*About this exercise*. Count the lines that contain the string "match" in the records beneath, and respond with the number only.

*Material provided*.
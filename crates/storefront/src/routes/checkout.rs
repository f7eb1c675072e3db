//! Checkout route handlers.
//!
//! Guests and signed-in users share one place-order flow. A guest checkout
//! creates a password-less account for the submitted e-mail and signs the
//! guest in for the rest of the browser session.

use axum::{Json, extract::State};
use serde::Serialize;
use tower_sessions::Session;
use tracing::instrument;

use bazaar_core::{OrderId, PaymentMethod, ShippingAddress, Totals};

use crate::db::{CartRepository, OrderRepository, UserRepository};
use crate::error::{AppError, Result, add_breadcrumb, set_sentry_user};
use crate::extract;
use crate::middleware::{OptionalAuth, set_current_user};
use crate::models::CurrentUser;
use crate::routes::Action;
use crate::routes::cart::CartView;
use crate::services::cart::{resolve_owner, take_token};
use crate::services::checkout::{Buyer, CheckoutError, NewOrder, PlaceOrderForm};
use crate::state::AppState;

/// Checkout page payload.
#[derive(Debug, Serialize)]
#[serde(rename_all = "camelCase")]
pub struct CheckoutView {
    pub cart: CartView,
    pub is_guest: bool,
    pub saved_address: Option<ShippingAddress>,
    pub saved_payment_method: Option<PaymentMethod>,
    pub payment_methods: [PaymentMethod; 3],
    pub default_payment_method: PaymentMethod,
}

/// Data returned after a successful placement.
#[derive(Debug, Serialize)]
#[serde(rename_all = "camelCase")]
pub struct PlacedOrderView {
    pub order_id: OrderId,
    #[serde(flatten)]
    pub totals: Totals,
}

/// Everything the checkout form needs.
#[instrument(skip(state, session, user))]
pub async fn show(
    State(state): State<AppState>,
    session: Session,
    OptionalAuth(user): OptionalAuth,
) -> Result<Json<CheckoutView>> {
    let cart = match resolve_owner(&session, user.as_ref()).await? {
        Some(owner) => {
            CartRepository::new(state.pool(), state.pricing())
                .find(owner)
                .await?
        }
        None => None,
    };

    let saved = match &user {
        Some(current) => UserRepository::new(state.pool()).get_by_id(current.id).await?,
        None => None,
    };

    Ok(Json(CheckoutView {
        cart: CartView::from(cart),
        is_guest: user.is_none(),
        saved_address: saved.as_ref().and_then(|u| u.address.clone()),
        saved_payment_method: saved.as_ref().and_then(|u| u.payment_method),
        payment_methods: PaymentMethod::ALL,
        default_payment_method: PaymentMethod::default(),
    }))
}

/// Place an order from the visitor's cart.
#[instrument(skip(state, session, user, form))]
pub async fn place_order(
    State(state): State<AppState>,
    session: Session,
    OptionalAuth(user): OptionalAuth,
    extract::Json(form): extract::Json<PlaceOrderForm>,
) -> Result<Json<Action<PlacedOrderView>>> {
    let valid = form
        .validate(user.is_none())
        .map_err(CheckoutError::Validation)?;

    let owner = resolve_owner(&session, user.as_ref())
        .await?
        .ok_or(CheckoutError::EmptyCart)?;
    let has_items = CartRepository::new(state.pool(), state.pricing())
        .find(owner)
        .await?
        .is_some_and(|cart| !cart.is_empty());
    if !has_items {
        return Err(CheckoutError::EmptyCart.into());
    }

    let buyer = match (&user, valid.guest_email.as_ref()) {
        (Some(current), _) => Buyer::Member(current.id),
        (None, Some(email)) => {
            if UserRepository::new(state.pool())
                .exists_by_email(email)
                .await?
            {
                return Err(CheckoutError::AccountExists.into());
            }
            Buyer::Guest { email }
        }
        (None, None) => {
            return Err(AppError::Internal(
                "guest checkout passed validation without an e-mail".to_owned(),
            ));
        }
    };

    let placed = OrderRepository::new(state.pool())
        .place_order(
            NewOrder {
                cart: owner,
                buyer,
                shipping_address: &valid.shipping_address,
                payment_method: valid.payment_method,
            },
            &state.pricing(),
        )
        .await?;

    take_token(&session).await?;
    if let Some(guest) = &placed.guest {
        set_current_user(&session, &CurrentUser::from(guest), false).await?;
        set_sentry_user(&guest.id, Some(guest.email.as_str()));
    }

    let order_id = placed.order_id.to_string();
    add_breadcrumb("checkout", "Order placed", Some(&[("order_id", order_id.as_str())]));

    Ok(Json(
        Action::ok("Order placed successfully")
            .redirect_to(format!("/order/{}", placed.order_id))
            .with_data(PlacedOrderView {
                order_id: placed.order_id,
                totals: placed.totals,
            }),
    ))
}
//! Domain models for admin.

pub mod session;
pub mod user;

pub use session::{CurrentAdmin, keys as session_keys};
pub use user::AdminUser;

*Exercise response*. 3